▸ **Your goal**:
The answer must be every line from the entries below that contains "InvalidResponse".

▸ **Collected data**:
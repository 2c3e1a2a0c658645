//! Abstract boundary to the remote staffing API.
//!
//! The engine only ever issues the four calls below; the actual transport
//! (REST, in-memory test double) is injected at runtime. Per-item failures
//! are values, not panics: the executor counts them and moves on.

use crate::model::{Company, CredentialType, Participant};
use crate::shift::ShiftKey;
use crate::{CredentialId, EventId};
use async_trait::async_trait;
use thiserror::Error;

/// Display color seeded on credentials created by replication.
pub const DEFAULT_CREDENTIAL_COLOR: &str = "#3B82F6";

// ============================================================================
// Creation Requests
// ============================================================================

/// Request to register a company in the target shift.
#[derive(Debug, Clone, PartialEq, Eq)]
pub struct NewCompany {
    pub name: String,
    pub event_id: EventId,

    /// Target shift the company is tagged with
    pub shift: ShiftKey,
}

/// Request to register a credential type in the target shift.
#[derive(Debug, Clone, PartialEq, Eq)]
pub struct NewCredential {
    pub name: String,
    pub event_id: EventId,

    /// Display color, `#RRGGBB`
    pub color: String,

    /// ISO dates the credential is valid for, seeded with the target date
    pub days_works: Vec<String>,

    pub shift: ShiftKey,
}

/// Request to copy a participant into the target shift.
#[derive(Debug, Clone, PartialEq, Eq)]
pub struct NewParticipant {
    pub event_id: EventId,
    pub name: String,
    pub cpf: String,
    pub rg: String,
    pub company: String,
    pub role: String,

    /// ISO dates the participant works, seeded with the target date
    pub days_work: Vec<String>,

    pub credential_id: Option<CredentialId>,

    /// Audit attribution: system marker plus driving operator
    pub validated_by: String,

    pub shift: ShiftKey,
}

// ============================================================================
// Errors
// ============================================================================

/// Failure of a single remote call.
#[derive(Debug, Clone, Error)]
pub enum BackendError {
    /// The API answered with a non-success status
    #[error("API rejected the request ({status}): {message}")]
    Rejected { status: u16, message: String },

    /// The call never produced an HTTP response
    #[error("transport failure: {message}")]
    Transport { message: String },

    /// The response arrived but could not be decoded
    #[error("unexpected response shape: {message}")]
    InvalidResponse { message: String },
}

impl BackendError {
    /// Whether a retry could plausibly succeed.
    ///
    /// Informational only: the executor never retries, but the final report
    /// distinguishes transient from permanent failures.
    pub fn is_transient(&self) -> bool {
        match self {
            BackendError::Rejected { status, .. } => *status >= 500,
            BackendError::Transport { .. } => true,
            BackendError::InvalidResponse { .. } => false,
        }
    }
}

// ============================================================================
// Backend Trait
// ============================================================================

/// Remote staffing API, as seen by the executor.
///
/// Implementations must be safe to share across await points; the executor
/// itself issues calls strictly sequentially.
#[cfg_attr(test, mockall::automock)]
#[async_trait]
pub trait StaffingBackend: Send + Sync {
    /// Register a company for the event, tagged with the target shift
    async fn create_company(&self, company: NewCompany) -> Result<Company, BackendError>;

    /// Register a credential type for the event
    async fn create_credential(
        &self,
        credential: NewCredential,
    ) -> Result<CredentialType, BackendError>;

    /// Create a participant copy in the target shift
    async fn create_participant(
        &self,
        participant: NewParticipant,
    ) -> Result<Participant, BackendError>;

    /// Refresh downstream cached views (participants by event, grouped
    /// participants, companies, credentials) after a run touched the event
    async fn invalidate_caches(&self, event_id: &EventId) -> Result<(), BackendError>;
}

▸ **Solution below**:
    InvalidResponse { message: String },
            BackendError::InvalidResponse { .. } => false,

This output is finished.